# 15 Jan 2012 Offshore Report



## wackydaddy (Jul 24, 2009)

Had a few new friends join me today offshore, forecast was for 1-2ft swells, was welcomed with 3-4ft swells for the first few hours. As time passed the swells subsided back to 1-2 and the wind calmed down eventually. However because the seas were so kind to us early on we ended up staying within 5-8nm of shore.

We ended up catching about 2 dozen AJ's on jigs alone (none meeting 30" other than those that broke us off, we can hope right?), what a thrill of a time that was! We also caught a nice handful of Red Porgies, a few White Snapper and a Black Sea Bass, not to mention a monster Red Snapper!

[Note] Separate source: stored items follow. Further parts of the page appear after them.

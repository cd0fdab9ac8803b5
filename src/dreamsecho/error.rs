use thiserror::Error;

#[derive(Error, Debug)]
pub enum DreamError {
    #[error("Dream not found: #{0}")]
    DreamNotFound(u64),

    #[error("IO error: {0}")]
    Io(#[from] std::io::Error),

    #[error("Serialization error: {0}")]
    Serialization(#[from] serde_json::Error),

    #[error("HTTP error: {0}")]
    Http(#[from] reqwest::Error),

    #[error("Store error: {0}")]
    Store(String),

    #[error("Config error: {0}")]
    Config(String),

    #[error("Analysis failed: {0}")]
    Analysis(String),

    #[error("Image generation failed: {0}")]
    ImageGeneration(String),

    #[error("Api Error: {0}")]
    Api(String),
}

pub type Result<T> = std::result::Result<T, DreamError>;
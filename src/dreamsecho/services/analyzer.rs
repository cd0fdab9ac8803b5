use super::{read_body, strip_markdown_json, truncate, DreamAnalyzer};
use crate::config::API_KEY_ENV;
use crate::error::{DreamError, Result};
use crate::model::Analysis;
use serde_json::json;
use std::collections::BTreeMap;

const ANALYSIS_INSTRUCTIONS: &str = "You analyse dream journal entries. \
Reply with a single JSON object and nothing else, using these keys: \
\"emotions\" (object mapping lowercase emotion names to an intensity between 0 and 1), \
\"themes\" (array of short lowercase theme names), \
\"symbols\" (array of notable symbols or images from the dream), \
\"summary\" (one or two sentences interpreting the dream). \
Answer in the language of the dream.";

/// Longest dream text sent to the remote analyzer.
const MAX_ANALYSIS_CHARS: usize = 8000;

/// Analyzer backed by an OpenAI-compatible chat completions endpoint.
pub struct OpenAiAnalyzer {
    client: reqwest::blocking::Client,
    base_url: String,
    model: String,
    api_key: Option<String>,
}

impl OpenAiAnalyzer {
    pub fn new(
        client: reqwest::blocking::Client,
        base_url: &str,
        model: &str,
        api_key: Option<String>,
    ) -> Self {
        Self {
            client,
            base_url: base_url.trim_end_matches('/').to_string(),
            model: model.to_string(),
            api_key,
        }
    }

    fn url(&self) -> String {
        format!("{}/chat/completions", self.base_url)
    }

    fn payload(&self, text: &str) -> serde_json::Value {
        json!({
            "model": self.model,
            "temperature": 0.4,
            "response_format": { "type": "json_object" },
            "messages": [
                { "role": "system", "content": ANALYSIS_INSTRUCTIONS },
                { "role": "user", "content": truncate(text, MAX_ANALYSIS_CHARS) }
            ]
        })
    }
}

impl DreamAnalyzer for OpenAiAnalyzer {
    fn name(&self) -> &str {
        "openai"
    }

    fn analyze(&self, text: &str) -> Result<Analysis> {
        let api_key = self
            .api_key
            .as_deref()
            .ok_or_else(|| DreamError::Analysis(format!("{} is not set", API_KEY_ENV)))?;

        let response = self
            .client
            .post(self.url())
            .bearer_auth(api_key)
            .json(&self.payload(text))
            .send()
            .map_err(|e| {
                if e.is_timeout() {
                    DreamError::Analysis("the analysis service timed out".to_string())
                } else {
                    DreamError::Analysis(format!("request failed: {}", e))
                }
            })?;

        let body = read_body(response, "analysis service").map_err(DreamError::Analysis)?;
        let wrapper: serde_json::Value = serde_json::from_str(&body)
            .map_err(|e| DreamError::Analysis(format!("unreadable response: {}", e)))?;
        let content = wrapper["choices"][0]["message"]["content"]
            .as_str()
            .ok_or_else(|| DreamError::Analysis("response carried no content".to_string()))?;

        parse_analysis(content)
    }
}

/// Parses the model's answer into an [`Analysis`].
pub fn parse_analysis(content: &str) -> Result<Analysis> {
    let mut analysis: Analysis = serde_json::from_str(strip_markdown_json(content))
        .map_err(|e| DreamError::Analysis(format!("malformed analysis: {}", e)))?;
    analysis.emotions = analysis
        .emotions
        .into_iter()
        .filter(|(_, v)| v.is_finite())
        .map(|(name, v)| (name.trim().to_lowercase(), v))
        .collect();
    Ok(analysis)
}

/// (emotion, word stems)
const EMOTION_LEXICON: &[(&str, &[&str])] = &[
    (
        "fear",
        &[
            "afraid", "fear", "scared", "scary", "terrif", "panic", "chase", "chasing",
            "monster", "nightmare", "scream", "dark", "peur", "effray", "cauchemar",
        ],
    ),
    (
        "joy",
        &[
            "happy", "joy", "laugh", "smil", "delight", "fun", "celebrat", "heureu", "joie",
            "rire",
        ],
    ),
    (
        "sadness",
        &[
            "sad", "cry", "crying", "tears", "lonely", "alone", "grief", "lost", "miss",
            "triste", "pleur", "seul",
        ],
    ),
    (
        "anger",
        &[
            "angry", "anger", "furious", "rage", "shout", "fight", "yell", "colère", "furieu",
        ],
    ),
    (
        "anxiety",
        &[
            "anxious", "worr", "late", "exam", "nervous", "stress", "trapped", "stuck",
            "anxi", "retard", "coincé",
        ],
    ),
    (
        "wonder",
        &[
            "fly", "flying", "flew", "float", "magic", "glow", "wonder", "beautiful", "stars",
            "voler", "volais", "magique", "étoile",
        ],
    ),
    (
        "calm",
        &[
            "calm", "peace", "quiet", "gentle", "warm", "rest", "serene", "calme", "paisible",
            "douce",
        ],
    ),
];

/// (theme, word stems)
const THEME_LEXICON: &[(&str, &[&str])] = &[
    ("flight", &["fly", "flying", "flew", "float", "wings", "voler", "volais", "ailes"]),
    ("falling", &["fall", "fell", "falling", "drop", "tomb"]),
    ("pursuit", &["chase", "chasing", "chased", "run", "ran", "poursui", "fuir"]),
    ("water", &["water", "ocean", "sea", "river", "lake", "rain", "swim", "flood", "mer", "eau"]),
    ("home", &["house", "home", "room", "door", "maison", "chambre", "porte"]),
    ("family", &["mother", "father", "mom", "dad", "sister", "brother", "mère", "père"]),
    ("school", &["school", "exam", "teacher", "class", "école", "examen"]),
    ("death", &["death", "dead", "die", "dying", "funeral", "mort"]),
    ("travel", &["train", "car", "plane", "road", "journey", "voyage", "route"]),
    ("animals", &["dog", "cat", "wolf", "snake", "bird", "horse", "chien", "chat", "serpent"]),
];

const MAX_SYMBOLS: usize = 8;

/// Offline analyzer that scores emotions and themes from word stems.
///
/// Intensities are each emotion's share of all emotional cues found, so they
/// sum to 1.0 whenever any cue is present.
#[derive(Default)]
pub struct KeywordAnalyzer;

impl KeywordAnalyzer {
    pub fn new() -> Self {
        Self
    }
}

fn tokens(text: &str) -> Vec<String> {
    text.split(|c: char| !c.is_alphanumeric())
        .filter(|t| !t.is_empty())
        .map(str::to_lowercase)
        .collect()
}

fn matches_stem(token: &str, stem: &str) -> bool {
    // Short stems must match whole words ("sad" should not hit "sadle").
    if stem.chars().count() <= 3 {
        token == stem
    } else {
        token.starts_with(stem)
    }
}

impl DreamAnalyzer for KeywordAnalyzer {
    fn name(&self) -> &str {
        "keyword"
    }

    fn analyze(&self, text: &str) -> Result<Analysis> {
        let words = tokens(text);
        if words.is_empty() {
            return Err(DreamError::Analysis("nothing to analyse".to_string()));
        }

        let mut hits: BTreeMap<String, usize> = BTreeMap::new();
        let mut symbols: Vec<String> = Vec::new();
        for (emotion, stems) in EMOTION_LEXICON {
            for word in &words {
                if stems.iter().any(|stem| matches_stem(word, stem)) {
                    *hits.entry(emotion.to_string()).or_default() += 1;
                    if symbols.len() < MAX_SYMBOLS && !symbols.contains(word) {
                        symbols.push(word.clone());
                    }
                }
            }
        }

        let total: usize = hits.values().sum();
        let emotions: BTreeMap<String, f64> = hits
            .into_iter()
            .map(|(name, n)| {
                let share = n as f64 / total as f64;
                (name, (share * 100.0).round() / 100.0)
            })
            .collect();

        let themes: Vec<String> = THEME_LEXICON
            .iter()
            .filter(|(_, stems)| {
                words
                    .iter()
                    .any(|w| stems.iter().any(|stem| matches_stem(w, stem)))
            })
            .map(|(theme, _)| theme.to_string())
            .collect();

        let mut analysis = Analysis {
            emotions,
            themes,
            symbols,
            ..Analysis::default()
        };
        analysis.summary = Some(summarize(&analysis));
        Ok(analysis)
    }
}

fn summarize(analysis: &Analysis) -> String {
    let mood = match analysis.dominant_emotion() {
        Some((emotion, _)) => format!("The dream is dominated by {}.", emotion),
        None => "No strong emotional cues were found.".to_string(),
    };
    if analysis.themes.is_empty() {
        mood
    } else {
        format!("{} Recurring motifs: {}.", mood, analysis.themes.join(", "))
    }
}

Overall a great day on the water, too bad we couldn't land those keeper AJ's that were probably staying a little farther offshore.


----------



## sniperpeeps (Mar 5, 2011)

Enjoyed it, thanks again! Hopefully we can find some bigger AJ's next time.


----------



## Frenchy (Oct 2, 2007)

Thanks for sharing, Adam I thought it was you, will give you a call in a couple of days, let's try to go far before I am due back out again.
E.


----------



## sniperpeeps (Mar 5, 2011)

Frenchy said:


> Thanks for sharing, Adam I thought it was you, will give you a call in a couple of days, let's try to go far before I am due back out again.
> E.


Sure thing


----------



## Clay-Doh (Oct 2, 2007)

Nice job Wacky! We got out to diving, do to last minute trying to get a diver in the morning when one was sick, we didn't launch till around 11am, but was calm for us all day, getting better as the day went. We went about13 miles.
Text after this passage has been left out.